A entidade recomenda protocolos de retorno de chamada para confirmar solicitações suspeitas e até mesmo atrasos programados para transações de alto risco, criando uma janela de tempo para cancelamento caso o cliente perceba o golpe.

Contas corporativas também permanecem vulneráveis. A prática de validar alterações bancárias por telefone ou e-mail é considerada cada vez mais ineficaz diante da capacidade da IA de falsificar conversas inteiras. A ACU orienta que empresas adotem verificação externa por canais previamente conhecidos e utilizem ferramentas específicas de detecção de padrões anormais de pagamento.

Fraudes românticas e golpes do “parente em apuros” também se tornaram mais sofisticados com o uso de bots capazes de manter interações prolongadas e convincentes antes de solicitar dinheiro. Sinais como transferências internacionais incomuns, saques elevados acompanhados de ansiedade ou aumento gradual de envios a um mesmo destinatário devem acionar alertas internos.

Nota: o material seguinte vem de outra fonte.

//! Request and response types of the execution engine.

use super::error::EngineError;
use crate::config::TradingConfig;
use crate::ledger::{Balances, TradeAction, TradeRecord, TradeStatus, TradeSummary};
use crate::utils::decimal::round_quantity;
use crate::utils::{generate_request_id, parse_pair, AssetPair};
use rust_decimal::Decimal;
use serde::{Deserialize, Serialize};
use std::fmt;

/// Longest accepted client reference, in characters.
pub const MAX_CLIENT_REF_LEN: usize = 64;

/// Caller-supplied trade request. Every field is optional; defaults come from
/// the trading configuration at the time of the call.
#[derive(Debug, Clone, Default, PartialEq, Serialize, Deserialize)]
pub struct TradeRequest {
    #[serde(default)]
    pub pair: Option<String>,
    #[serde(default)]
    pub quantity: Option<Decimal>,
    /// Correlation id; generated when absent
    #[serde(default)]
    pub request_id: Option<String>,
    /// Ordering token for the (pair, action) stream
    #[serde(default)]
    pub sequence_number: Option<u64>,
    #[serde(default)]
    pub client_ref: Option<String>,
    /// Skip the signal threshold check
    #[serde(default)]
    pub force: bool,
}

impl TradeRequest {
    pub fn new() -> Self {
        Self::default()
    }

    pub fn with_pair(mut self, pair: impl Into<String>) -> Self {
        self.pair = Some(pair.into());
        self
    }

    pub fn with_quantity(mut self, quantity: Decimal) -> Self {
        self.quantity = Some(quantity);
        self
    }

    pub fn with_request_id(mut self, request_id: impl Into<String>) -> Self {
        self.request_id = Some(request_id.into());
        self
    }

    pub fn with_sequence(mut self, sequence_number: u64) -> Self {
        self.sequence_number = Some(sequence_number);
        self
    }

    pub fn with_client_ref(mut self, client_ref: impl Into<String>) -> Self {
        self.client_ref = Some(client_ref.into());
        self
    }

    pub fn forced(mut self) -> Self {
        self.force = true;
        self
    }

    /// Apply defaults and validate.
    pub fn normalize(
        self,
        action: TradeAction,
        config: &TradingConfig,
    ) -> Result<NormalizedRequest, EngineError> {
        let pair = self
            .pair
            .as_deref()
            .map(str::trim)
            .filter(|p| !p.is_empty())
            .unwrap_or(config.pair.trim())
            .to_uppercase();
        if pair.is_empty() {
            return Err(EngineError::Validation("pair must not be empty".into()));
        }

        let assets = parse_pair(&pair);
        if assets.base == assets.quote {
            return Err(EngineError::Validation(format!(
                "pair {pair} does not name distinct base and quote assets"
            )));
        }

        let raw_quantity = self.quantity.unwrap_or(config.default_order_quantity);
        if raw_quantity <= Decimal::ZERO {
            return Err(EngineError::Validation(format!(
                "quantity must be positive, got {raw_quantity}"
            )));
        }
        let quantity = round_quantity(raw_quantity);
        if quantity.is_zero() {
            return Err(EngineError::Validation(format!(
                "quantity {raw_quantity} rounds to zero at 6 decimals"
            )));
        }

        if self.sequence_number == Some(0) {
            return Err(EngineError::Validation(
                "sequence_number starts at 1".into(),
            ));
        }

        if let Some(client_ref) = &self.client_ref {
            if client_ref.chars().count() > MAX_CLIENT_REF_LEN {
                return Err(EngineError::Validation(format!(
                    "client_ref exceeds {MAX_CLIENT_REF_LEN} characters"
                )));
            }
        }

        let request_id = self
            .request_id
            .filter(|id| !id.is_empty())
            .unwrap_or_else(generate_request_id);

        Ok(NormalizedRequest {
            pair,
            assets,
            action,
            quantity,
            request_id,
            client_ref: self.client_ref,
            sequence_number: self.sequence_number,
            force: self.force,
        })
    }
}

/// A request with defaults applied, ready for execution.
#[derive(Debug, Clone, PartialEq)]
pub struct NormalizedRequest {
    pub pair: String,
    pub assets: AssetPair,
    pub action: TradeAction,
    pub quantity: Decimal,
    pub request_id: String,
    pub client_ref: Option<String>,
    pub sequence_number: Option<u64>,
    pub force: bool,
}

/// Why a request was turned down without touching the ledger.
#[derive(Debug, Clone, PartialEq, Serialize, Deserialize)]
#[serde(tag = "kind", rename_all = "snake_case")]
pub enum RejectReason {
    SignalThresholdNotMet {
        action: TradeAction,
        signal: Decimal,
        threshold: Decimal,
    },
    InsufficientFunds {
        asset: String,
        available: Decimal,
        required: Decimal,
    },
}

impl fmt::Display for RejectReason {
    fn fmt(&self, f: &mut fmt::Formatter<'_>) -> fmt::Result {
        match self {
            RejectReason::SignalThresholdNotMet {
                action: TradeAction::Buy,
                signal,
                threshold,
            } => write!(
                f,
                "RSI ({signal}) is not below oversold threshold ({threshold})"
            ),
            RejectReason::SignalThresholdNotMet {
                action: TradeAction::Sell,
                signal,
                threshold,
            } => write!(
                f,
                "RSI ({signal}) is not above overbought threshold ({threshold})"
            ),
            RejectReason::InsufficientFunds {
                asset,
                available,
                required,
            } => write!(
                f,
                "Insufficient {asset} balance: {available} available, {required} required"
            ),
        }
    }
}

/// Result of [`crate::engine::TradeEngine::execute`].
#[derive(Debug, Clone, PartialEq, Serialize, Deserialize)]
pub struct TradeResponse {
    pub pair: String,
    pub action: TradeAction,
    pub signal: Decimal,
    pub price: Option<Decimal>,
    pub quantity: Option<Decimal>,
    pub status: TradeStatus,
    pub trade_id: Option<i64>,
    pub transaction_id: Option<String>,
    pub sequence_number: Option<u64>,
    pub request_id: String,
    pub request_hash: String,
    pub balances: Balances,
    pub message: Option<String>,
    /// Set when this call replayed an earlier execution
    #[serde(default)]
    pub duplicate: bool,
    #[serde(default, skip_serializing_if = "Option::is_none")]
    pub reject_reason: Option<RejectReason>,
}

impl TradeResponse {
    /// Response for a freshly committed trade.
    pub fn executed(record: &TradeRecord, request_id: &str) -> Self {
        Self {
            message: Some("Trade executed".to_string()),
            ..Self::from_record(record, request_id)
        }
    }

    /// Replay of an already recorded trade, returned verbatim.
    pub fn duplicate(record: &TradeRecord, request_id: &str) -> Self {
        Self {
            message: Some("Duplicate request detected; returning existing trade".to_string()),
            duplicate: true,
            ..Self::from_record(record, request_id)
        }
    }

    /// Non-mutating rejection.
    pub fn rejected(
        request: &NormalizedRequest,
        request_hash: String,
        signal: Decimal,
        price: Decimal,
        balances: Balances,
        reason: RejectReason,
    ) -> Self {
        Self {
            pair: request.pair.clone(),
            action: request.action,
            signal,
            price: Some(price),
            quantity: Some(request.quantity),
            status: TradeStatus::Rejected,
            trade_id: None,
            transaction_id: None,
            sequence_number: None,
            request_id: request.request_id.clone(),
            request_hash,
            balances,
            message: Some(reason.to_string()),
            duplicate: false,
            reject_reason: Some(reason),
        }
    }

    fn from_record(record: &TradeRecord, request_id: &str) -> Self {
        Self {
            pair: record.pair.clone(),
            action: record.action,
            signal: record.signal,
            price: Some(record.price),
            quantity: Some(record.quantity),
            status: record.status,
            trade_id: Some(record.id),
            transaction_id: Some(record.transaction_id.clone()),
            sequence_number: Some(record.sequence_number),
            request_id: request_id.to_string(),
            request_hash: record.request_hash.clone(),
            balances: record.metadata.balances.clone(),
            message: None,
            duplicate: false,
            reject_reason: None,
        }
    }

    pub fn is_executed(&self) -> bool {
        self.status == TradeStatus::Executed
    }
}

/// Snapshot for the status command.
#[derive(Debug, Clone, PartialEq, Serialize)]
pub struct StatusReport {
    pub pair: String,
    pub signal: Decimal,
    pub price: Decimal,
    pub rsi_oversold: Decimal,
    pub rsi_overbought: Decimal,
    pub trades: TradeSummary,
    pub balances: Balances,
}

O alerta ocorre em um contexto mais amplo de crescente exposição digital. De acordo com a CU Today, 77% dos executivos de cooperativas de crédito nos EUA relataram ao menos um incidente de acesso não autorizado a redes ou dados no último ano. Além disso, 46% afirmaram que a fraude está aumentando, e 37% registraram crescimento nos ciberataques.

Para o setor, o risco deixou de ser exclusivamente uma questão tecnológica. A cibersegurança passou a integrar a agenda estratégica das instituições, impactando crescimento, reputação e confiança. Em um ambiente em que as interações financeiras migram cada vez mais para o digital, segurança e experiência do usuário tornam-se dimensões inseparáveis — e decisivas para a fidelização.